Bioresource Technology, Vol.64, No.2, 89-95, 1998
Use of a novel nitrotoxin-metabolizing bacterium to reduce ruminal methane production
The production of methane by ruminal bacteria involves the conversion of potentially useful energy-rich substrates into a form that cannot be used by the ruminant host. A possible strategy for reduction of ruminal methane production is to divert the flow of reducing substrates away from methanogenesis into alternative electron sinks. In this study we examine the potential for nitrocompounds to serve as such electron sinks. When 3-nitropropionate (5, 10, or 20 mM) was added to mixed populations of ruminal microbes incubated under a H-2:CO2 (1:1) atmosphere and with added formate, up to 68% less methane was produced and reductant was directed towards increased propionate production.
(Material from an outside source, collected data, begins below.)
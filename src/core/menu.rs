/// Main menu: asset discovery, button layout and hit testing.
use std::path::{Path, PathBuf};

use crate::core::assets::{load_native, load_scaled, Background};

const IMAGE_EXTENSIONS: &[&str] = &["png", "jpg", "jpeg"];
const FONT_EXTENSIONS: &[&str] = &["ttf", "otf"];

const MENU_BACKGROUND: &str = "menu_bg.png";
const PLAY_BUTTON: &str = "playbutton.png";
const CREDITS_BUTTON: &str = "titlebutton.png";
const EXIT_BUTTON: &str = "exitbutton.png";

const BUTTON_WIDTH: i32 = 900;
const BUTTON_HEIGHT: i32 = 220;
const BUTTON_LEFT: i32 = -90;
const BUTTON_TOP: i32 = 360;
const BUTTON_GAP: i32 = 5;

/// A discrete menu command, produced by activating a button.
#[derive(Debug, Clone, Copy, PartialEq, Eq)]
pub enum MenuAction {
    Play,
    Credits,
    Exit,
}

/// Axis-aligned rectangle in screen pixels.
#[derive(Debug, Clone, Copy, PartialEq, Eq)]
pub struct Rect {
    pub x: i32,
    pub y: i32,
    pub w: i32,
    pub h: i32,
}

impl Rect {
    pub fn new(x: i32, y: i32, w: i32, h: i32) -> Self {
        Self { x, y, w, h }
    }

    /// Half-open containment: the right and bottom edges are outside.
    pub fn contains(&self, px: i32, py: i32) -> bool {
        px >= self.x && px < self.x + self.w && py >= self.y && py < self.y + self.h
    }

    pub fn center(&self) -> (i32, i32) {
        (self.x + self.w / 2, self.y + self.h / 2)
    }
}

#[derive(Debug, Clone)]
pub struct Button {
    pub label: String,
    pub rect: Rect,
    pub image: Option<Background>,
    pub action: MenuAction,
    pub hover: bool,
}

impl Button {
    pub fn contains(&self, x: i32, y: i32) -> bool {
        self.rect.contains(x, y)
    }
}

/// Files found in the menu asset directory.
#[derive(Debug, Clone, Default, PartialEq, Eq)]
pub struct MenuAssets {
    pub background: Option<PathBuf>,
    pub play_button: Option<PathBuf>,
    pub credits_button: Option<PathBuf>,
    pub exit_button: Option<PathBuf>,
    pub font: Option<PathBuf>,
}

impl MenuAssets {
    /// Scan `dir` for menu art. The background is `menu_bg.png` when present,
    /// otherwise the first image found; the font is the first font file.
    /// An unreadable directory yields no assets.
    pub fn discover(dir: &Path) -> MenuAssets {
        let mut images = files_with_extensions(dir, IMAGE_EXTENSIONS);
        let mut fonts = files_with_extensions(dir, FONT_EXTENSIONS);
        images.sort();
        fonts.sort();

        let named = |name: &str| {
            images
                .iter()
                .find(|path| file_name_lower(path).as_deref() == Some(name))
                .cloned()
        };

        MenuAssets {
            background: named(MENU_BACKGROUND).or_else(|| images.first().cloned()),
            play_button: named(PLAY_BUTTON),
            credits_button: named(CREDITS_BUTTON),
            exit_button: named(EXIT_BUTTON),
            font: fonts.first().cloned(),
        }
    }
}

/// The menu asset directory: `base/menu_assets` when it exists, else `base`.
pub fn find_assets_dir(base: &Path) -> PathBuf {
    let candidate = base.join("menu_assets");
    if candidate.is_dir() {
        candidate
    } else {
        base.to_path_buf()
    }
}

fn file_name_lower(path: &Path) -> Option<String> {
    path.file_name()
        .and_then(|s| s.to_str())
        .map(str::to_ascii_lowercase)
}

fn files_with_extensions(dir: &Path, extensions: &[&str]) -> Vec<PathBuf> {
    let Ok(entries) = std::fs::read_dir(dir) else {
        log::warn!("menu asset directory {} is not readable", dir.display());
        return Vec::new();
    };
    entries
        .flatten()
        .map(|entry| entry.path())
        .filter(|path| path.is_file())
        .filter(|path| {
            path.extension()
                .and_then(|s| s.to_str())
                .map(|ext| extensions.contains(&ext.to_ascii_lowercase().as_str()))
                .unwrap_or(false)
        })
        .collect()
}

/// The menu screen: background and three stacked buttons.
#[derive(Debug, Clone)]
pub struct Menu {
    pub background: Option<Background>,
    pub buttons: Vec<Button>,
}

impl Menu {
    /// Build the menu, loading whatever art was discovered. Missing or
    /// broken images leave the plain-drawn button in place.
    pub fn new(assets: &MenuAssets, viewport: (u32, u32)) -> Self {
        let background = assets.background.as_deref().and_then(|path| {
            load_scaled(path, viewport.0, viewport.1)
                .map_err(|e| log::warn!("menu background unavailable: {}", e))
                .ok()
        });
        let button_art = |path: &Option<PathBuf>| {
            path.as_deref().and_then(|path| {
                load_native(path)
                    .map_err(|e| log::warn!("button image unavailable: {}", e))
                    .ok()
            })
        };

        let entries = [
            ("PLAY", MenuAction::Play, button_art(&assets.play_button)),
            ("CREDITS", MenuAction::Credits, button_art(&assets.credits_button)),
            ("EXIT", MenuAction::Exit, button_art(&assets.exit_button)),
        ];

        let buttons = entries
            .into_iter()
            .enumerate()
            .map(|(i, (label, action, image))| Button {
                label: label.to_string(),
                rect: Rect::new(
                    BUTTON_LEFT,
                    BUTTON_TOP + i as i32 * (BUTTON_HEIGHT + BUTTON_GAP),
                    BUTTON_WIDTH,
                    BUTTON_HEIGHT,
                ),
                image,
                action,
                hover: false,
            })
            .collect();

        Self {
            background,
            buttons,
        }
    }

    /// A menu with plain buttons and no art.
    pub fn plain(viewport: (u32, u32)) -> Self {
        Self::new(&MenuAssets::default(), viewport)
    }

    pub fn button_at(&self, x: i32, y: i32) -> Option<&Button> {
        self.buttons.iter().find(|b| b.contains(x, y))
    }

    pub fn update_hover(&mut self, x: i32, y: i32) {
        for button in &mut self.buttons {
            button.hover = button.contains(x, y);
        }
    }
}

#[cfg(test)]
mod tests {
    use super::*;
    use image::{Rgb, RgbImage};

    #[test]
    fn rect_contains_is_half_open() {
        let rect = Rect::new(10, 10, 5, 5);
        assert!(rect.contains(10, 10));
        assert!(rect.contains(14, 14));
        assert!(!rect.contains(15, 10));
        assert!(!rect.contains(9, 12));
        assert_eq!(rect.center(), (12, 12));
    }

    #[test]
    fn plain_menu_layout() {
        let menu = Menu::plain((1920, 1080));
        let actions: Vec<MenuAction> = menu.buttons.iter().map(|b| b.action).collect();
        assert_eq!(actions, [MenuAction::Play, MenuAction::Credits, MenuAction::Exit]);
        assert_eq!(menu.buttons[0].rect, Rect::new(-90, 360, 900, 220));
        assert_eq!(menu.buttons[1].rect.y, 585);
        assert_eq!(menu.buttons[2].rect.y, 810);
        assert!(menu.background.is_none());
    }

    #[test]
    fn hit_testing_and_hover() {
        let mut menu = Menu::plain((1920, 1080));
        assert_eq!(menu.button_at(100, 400).map(|b| b.action), Some(MenuAction::Play));
        assert_eq!(menu.button_at(100, 900).map(|b| b.action), Some(MenuAction::Exit));
        assert!(menu.button_at(1500, 400).is_none());
        // the gap between buttons is dead space
        assert!(menu.button_at(100, 582).is_none());

        menu.update_hover(100, 600);
        assert!(!menu.buttons[0].hover);
        assert!(menu.buttons[1].hover);
    }

    #[test]
    fn discover_prefers_named_files() {
        let dir = tempfile::tempdir().unwrap();
        let img = RgbImage::from_pixel(2, 2, Rgb([0, 0, 0]));
        for name in ["a_first.png", "menu_bg.png", "playbutton.png", "exitbutton.png"] {
            img.save(dir.path().join(name)).unwrap();
        }
        std::fs::write(dir.path().join("title.ttf"), b"font").unwrap();
        std::fs::write(dir.path().join("notes.txt"), b"ignore me").unwrap();

        let assets = MenuAssets::discover(dir.path());
        assert_eq!(assets.background, Some(dir.path().join("menu_bg.png")));
        assert_eq!(assets.play_button, Some(dir.path().join("playbutton.png")));
        assert_eq!(assets.credits_button, None);
        assert_eq!(assets.exit_button, Some(dir.path().join("exitbutton.png")));
        assert_eq!(assets.font, Some(dir.path().join("title.ttf")));

        let menu = Menu::new(&assets, (16, 9));
        assert_eq!(menu.background.as_ref().map(Background::size), Some((16, 9)));
        assert!(menu.buttons[0].image.is_some());
        assert!(menu.buttons[1].image.is_none());
    }

    #[test]
    fn discover_falls_back_to_first_image() {
        let dir = tempfile::tempdir().unwrap();
        let img = RgbImage::from_pixel(2, 2, Rgb([0, 0, 0]));
        img.save(dir.path().join("b.png")).unwrap();
        img.save(dir.path().join("a.jpg")).unwrap();

        let assets = MenuAssets::discover(dir.path());
        assert_eq!(assets.background, Some(dir.path().join("a.jpg")));
        assert_eq!(assets.font, None);
    }

    #[test]
    fn discover_missing_directory() {
        let assets = MenuAssets::discover(Path::new("tests/fixtures/no_such_dir"));
        assert_eq!(assets, MenuAssets::default());
    }

    #[test]
    fn assets_dir_prefers_menu_assets() {
        let dir = tempfile::tempdir().unwrap();
        assert_eq!(find_assets_dir(dir.path()), dir.path());
        std::fs::create_dir(dir.path().join("menu_assets")).unwrap();
        assert_eq!(find_assets_dir(dir.path()), dir.path().join("menu_assets"));
    }
}
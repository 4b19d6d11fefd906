use serde::{Deserialize, Deserializer, Serialize};

/// Label used when a scene or a dialogue line omits its name.
pub const UNKNOWN_LABEL: &str = "Unknown";

fn unknown_label() -> String {
    UNKNOWN_LABEL.to_string()
}

/// One line of dialogue, attributed to a speaker.
#[derive(Debug, Clone, PartialEq, Eq, Serialize, Deserialize)]
pub struct DialogueLine {
    #[serde(default = "unknown_label", deserialize_with = "string_or_default_label")]
    pub character: String,
    #[serde(default, deserialize_with = "null_as_default")]
    pub text: String,
}

impl DialogueLine {
    pub fn new(character: impl Into<String>, text: impl Into<String>) -> Self {
        Self {
            character: character.into(),
            text: text.into(),
        }
    }
}

/// A background plus an ordered block of dialogue lines.
///
/// The identifier is a display label only; nothing enforces uniqueness.
#[derive(Debug, Clone, PartialEq, Eq, Serialize, Deserialize)]
pub struct Scene {
    #[serde(
        rename = "scene",
        default = "unknown_label",
        deserialize_with = "string_or_default_label"
    )]
    pub identifier: String,
    /// Asset reference relative to the story's base directory.
    #[serde(default, deserialize_with = "non_empty_reference")]
    pub background: Option<String>,
    #[serde(default, deserialize_with = "null_as_default")]
    pub dialogues: Vec<DialogueLine>,
}

impl Scene {
    pub fn line_count(&self) -> usize {
        self.dialogues.len()
    }
}

/// The ordered scenes of one story. An empty document is valid and
/// describes a story that is already over.
#[derive(Debug, Clone, Default, PartialEq, Eq, Serialize, Deserialize)]
pub struct NarrativeDocument {
    #[serde(default, deserialize_with = "null_as_default")]
    pub scenes: Vec<Scene>,
}

impl NarrativeDocument {
    pub fn new(scenes: Vec<Scene>) -> Self {
        Self { scenes }
    }

    pub fn is_empty(&self) -> bool {
        self.scenes.is_empty()
    }
}

// Story files are hand-written, so `key:` with no value shows up as null.
// These helpers resolve such holes to defaults once, at load time.

fn null_as_default<'de, D, T>(deserializer: D) -> Result<T, D::Error>
where
    D: Deserializer<'de>,
    T: Default + Deserialize<'de>,
{
    Ok(Option::<T>::deserialize(deserializer)?.unwrap_or_default())
}

fn string_or_default_label<'de, D>(deserializer: D) -> Result<String, D::Error>
where
    D: Deserializer<'de>,
{
    Ok(Option::<String>::deserialize(deserializer)?.unwrap_or_else(unknown_label))
}

fn non_empty_reference<'de, D>(deserializer: D) -> Result<Option<String>, D::Error>
where
    D: Deserializer<'de>,
{
    let value = Option::<String>::deserialize(deserializer)?;
    Ok(value.filter(|s| !s.trim().is_empty()))
}

#[cfg(test)]
mod tests {
    use super::*;

    #[test]
    fn dialogue_line_defaults() {
        let line: DialogueLine = serde_yaml::from_str("text: Hello").unwrap();
        assert_eq!(line.character, "Unknown");
        assert_eq!(line.text, "Hello");

        let line: DialogueLine = serde_yaml::from_str("character: Deb").unwrap();
        assert_eq!(line.character, "Deb");
        assert_eq!(line.text, "");
    }

    #[test]
    fn scene_defaults() {
        let scene: Scene = serde_yaml::from_str("background: ''").unwrap();
        assert_eq!(scene.identifier, "Unknown");
        assert_eq!(scene.background, None);
        assert!(scene.dialogues.is_empty());
    }

    #[test]
    fn scene_null_dialogues() {
        let scene: Scene = serde_yaml::from_str("scene: Lab\ndialogues:\n").unwrap();
        assert_eq!(scene.identifier, "Lab");
        assert_eq!(scene.line_count(), 0);
    }

    #[test]
    fn scene_keeps_background_reference() {
        let scene: Scene =
            serde_yaml::from_str("scene: Docks\nbackground: backgrounds/docks.jpg").unwrap();
        assert_eq!(scene.background.as_deref(), Some("backgrounds/docks.jpg"));
    }

    #[test]
    fn document_default_is_empty() {
        assert!(NarrativeDocument::default().is_empty());
    }
}
pub mod assets;
pub mod controller;
pub mod font;
pub mod layout;
pub mod menu;
pub mod render;
pub mod session;
pub mod store;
When nitrate (5, 10 or 20 mM) was added to such populations, methane production was inhibited to a lesser degree than with 3-nitropropionate. Addition of cells of a nitropropionate-metabolizing bacterium, strain NPOH1, to mixed ruminal populations did not change the effect of 3-nitropropionate on methane production, although more 3-nitropropionate was metabolized. However the addition of cells of strain NPOH1, which also reduces nitrate, to such populations drastically changed the effect of nitrate on methane production. In the latter case, reductant was directed away from methane biosynthesis to the reduction of nitrate by strain NPOH1, as evidenced by up to an 18-fold decrease in methane production. These results suggest that 3-nitropropionate and nitrate reduce methane production, by different mechanisms.